:: WHAT YOU SHOULD DO ::
Find every line in the records below that holds the word "than", and copy each one.

——

//! The decision kernel: validate/classify/apply per payload, plus the
//! expiration sweep.

use std::collections::HashMap;
use std::sync::Arc;

use snafu::{ResultExt, Snafu};
use tokio::sync::Mutex;
use tracing::{debug, info, warn};

use crate::clock::{Clock, Instant, Relation, compare};
use crate::model::{ChangeKind, EventRecord, RawEventPayload, build_record};
use crate::outbound::OutboundQueue;
use crate::store::{EventStore, StoreError};
use crate::upstream::{UpstreamClient, UpstreamError};

const LOG_TARGET: &str = "sync::reconciler";

#[derive(Debug, Snafu)]
pub enum ReconcileError {
    #[snafu(display("upstream fetch failed: {source}"))]
    Upstream { source: UpstreamError },
    #[snafu(display("durable write failed: {source}"))]
    Store { source: StoreError },
}

pub type ReconcileResult<T> = std::result::Result<T, ReconcileError>;

/// Aggregate counts logged after each tick.
#[derive(Debug, Default, Clone, Copy, PartialEq, Eq)]
pub struct TickOutcome {
    pub new_count: usize,
    pub updated_count: usize,
    pub skipped_count: usize,
    pub expired_count: usize,
    /// `false` when step 2's fetch failed and the tick returned early.
    pub fetched: bool,
}

/// Owns the in-memory `known`/`lastUpdated` maps, the watermark, and the
/// outbound queue; drives one tick at a time.
///
/// The single-flight guard lives one layer up, in the scheduler: this type
/// has no opinion about concurrency beyond "one tick borrows `&mut self`
/// worth of map access at a time", which `tokio::sync::Mutex` enforces for
/// the maps the scheduler's `drainOutbound()` must also reach.
pub struct Reconciler<C: Clock> {
    store: Arc<EventStore>,
    upstream: Arc<dyn UpstreamClient>,
    clock: Arc<C>,
    org_id: String,
    base_url: String,
    state: Mutex<State>,
    outbound: Mutex<OutboundQueue>,
}

struct State {
    known: HashMap<String, EventRecord>,
    last_updated: HashMap<String, Instant>,
    watermark: Instant,
}

impl<C: Clock> Reconciler<C> {
    pub fn new(
        store: Arc<EventStore>,
        upstream: Arc<dyn UpstreamClient>,
        clock: Arc<C>,
        org_id: String,
        base_url: String,
        known: HashMap<String, EventRecord>,
        last_updated: HashMap<String, Instant>,
        watermark: Instant,
    ) -> Self {
        Self {
            store,
            upstream,
            clock,
            org_id,
            base_url,
            state: Mutex::new(State {
                known,
                last_updated,
                watermark,
            }),
            outbound: Mutex::new(OutboundQueue::default()),
        }
    }

    /// Atomically removes and returns the outbound queue contents. Safe to
    /// call concurrently with a tick in progress: the queue is guarded by
    /// its own mutex, independent of the tick's map mutex.
    pub async fn drain_outbound(&self) -> Vec<(EventRecord, ChangeKind)> {
        self.outbound.lock().await.drain()
    }

    #[cfg(test)]
    pub async fn known_count(&self) -> usize {
        self.state.lock().await.known.len()
    }

    #[cfg(test)]
    pub async fn watermark(&self) -> Instant {
        self.state.lock().await.watermark
    }

    /// Runs one tick: expiration sweep, fetch, classify/apply per payload,
    /// watermark advance, all committed as a single durable write batch.
    pub async fn tick(&self) -> ReconcileResult<TickOutcome> {
        let now = self.clock.now();
        let mut outcome = TickOutcome::default();

        let expired_ids = self.sweep_candidates(now).await;
        outcome.expired_count = expired_ids.len();

        let watermark_before = { self.state.lock().await.watermark };
        let raw = match self
            .upstream
            .fetch_events_since(&self.org_id, watermark_before)
            .await
        {
            Ok(raw) => raw,
            Err(error) => {
                warn!(target: LOG_TARGET, %error, "fetch failed, watermark unchanged");
                self.store
                    .commit_tick(&expired_ids, &[], None)
                    .await
                    .context(StoreSnafu)?;
                self.apply_committed(&expired_ids, &[], None).await;
                return Ok(outcome);
            }
        };
        outcome.fetched = true;

        let upserts = self.classify(raw, &expired_ids, &mut outcome).await;
        let db_upserts: Vec<(EventRecord, Instant)> = upserts
            .iter()
            .map(|(record, _, updated_at)| (record.clone(), *updated_at))
            .collect();

        self.store
            .commit_tick(&expired_ids, &db_upserts, Some(now))
            .await
            .context(StoreSnafu)?;
        self.apply_committed(&expired_ids, &upserts, Some(now)).await;

        for (record, change, _) in upserts {
            self.outbound.lock().await.push(record.id.clone(), record, change);
        }

        info!(
            target: LOG_TARGET,
            new = outcome.new_count,
            updated = outcome.updated_count,
            skipped = outcome.skipped_count,
            expired = outcome.expired_count,
            "tick complete"
        );

        Ok(outcome)
    }

    /// Computes which known ids have non-strictly passed their `startAt`,
    /// without mutating anything. The caller commits the removal and applies
    /// it to in-memory state as part of the same tick's single write batch.
    async fn sweep_candidates(&self, now: Instant) -> Vec<String> {
        let state = self.state.lock().await;
        state
            .known
            .iter()
            .filter(|(_, record)| {
                let start_at = record.start_at_instant().unwrap_or(crate::clock::SENTINEL);
                !matches!(compare(now, start_at), Relation::Future)
            })
            .map(|(id, _)| id.clone())
            .collect()
    }

    /// Validate/Classify each raw payload against a view of `last_updated`
    /// with this tick's expired ids already removed, without writing
    /// anything durable yet. Returns the `(record, change, updatedAt)`
    /// triples to upsert; later payloads for the same id in one fetch see
    /// earlier ones' classification.
    async fn classify(
        &self,
        raw: Vec<RawEventPayload>,
        expired_ids: &[String],
        outcome: &mut TickOutcome,
    ) -> Vec<(EventRecord, ChangeKind, Instant)> {
        let mut working_last_updated = { self.state.lock().await.last_updated.clone() };
        for id in expired_ids {
            working_last_updated.remove(id);
        }

        let mut pending: HashMap<String, (EventRecord, ChangeKind, Instant)> = HashMap::new();
        for payload in raw {
            let Some(id) = payload.url_id.clone() else {
                warn!(target: LOG_TARGET, "integrity violation: payload missing urlId, skipping");
                outcome.skipped_count += 1;
                continue;
            };
            let Some(raw_updated_at) = payload.updated_at.clone() else {
                warn!(target: LOG_TARGET, %id, "integrity violation: payload missing updatedAt, skipping");
                outcome.skipped_count += 1;
                continue;
            };
            // Upstream sometimes sends the literal string "null" (or other
            // unparseable garbage) for a present-but-unknown updatedAt;
            // substitute the sentinel instant rather than rejecting,
            // matching build_record's fallback for an unparseable startDate.
            let upstream_updated_at = Instant::parse(&raw_updated_at).unwrap_or_else(|error| {
                debug!(target: LOG_TARGET, %id, raw = %raw_updated_at, %error, "updatedAt unparseable, substituting sentinel");
                crate::clock::SENTINEL
            });

            let classification = match working_last_updated.get(&id) {
                None => Some(ChangeKind::New),
                Some(&stored) => match compare(stored, upstream_updated_at) {
                    Relation::Future => Some(ChangeKind::Updated),
                    Relation::Equal => None,
                    Relation::Past => {
                        warn!(
                            target: LOG_TARGET,
                            %id,
                            stored = %stored.format(),
                            upstream = %upstream_updated_at.format(),
                            "clock-skew/integrity warning: stored updatedAt is newer than upstream"
                        );
                        None
                    }
                },
            };

            let Some(change) = classification else {
                outcome.skipped_count += 1;
                continue;
            };

            let record = build_record(&payload, &self.base_url, id.clone());
            working_last_updated.insert(id.clone(), upstream_updated_at);

            match change {
                ChangeKind::New => outcome.new_count += 1,
                ChangeKind::Updated => outcome.updated_count += 1,
            }
            // A second payload for the same id within one fetch overwrites
            // the first, same as the outbound queue's re-push semantics.
            pending.insert(id, (record, change, upstream_updated_at));
        }

        pending.into_values().collect()
    }

    /// Applies a committed batch to in-memory state: removes expired ids,
    /// applies upserts, and advances the watermark if the fetch succeeded.
    async fn apply_committed(
        &self,
        expired_ids: &[String],
        upserts: &[(EventRecord, ChangeKind, Instant)],
        watermark: Option<Instant>,
    ) {
        let mut state = self.state.lock().await;
        for id in expired_ids {
            state.known.remove(id);
            state.last_updated.remove(id);
        }
        for (record, _, updated_at) in upserts {
            state.known.insert(record.id.clone(), record.clone());
            state.last_updated.insert(record.id.clone(), *updated_at);
        }
        if let Some(watermark) = watermark {
            state.watermark = watermark;
        }
    }
}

——

:: TASK RESULT ::
            // substitute the sentinel instant rather than rejecting,
                            "clock-skew/integrity warning: stored updatedAt is newer than upstream"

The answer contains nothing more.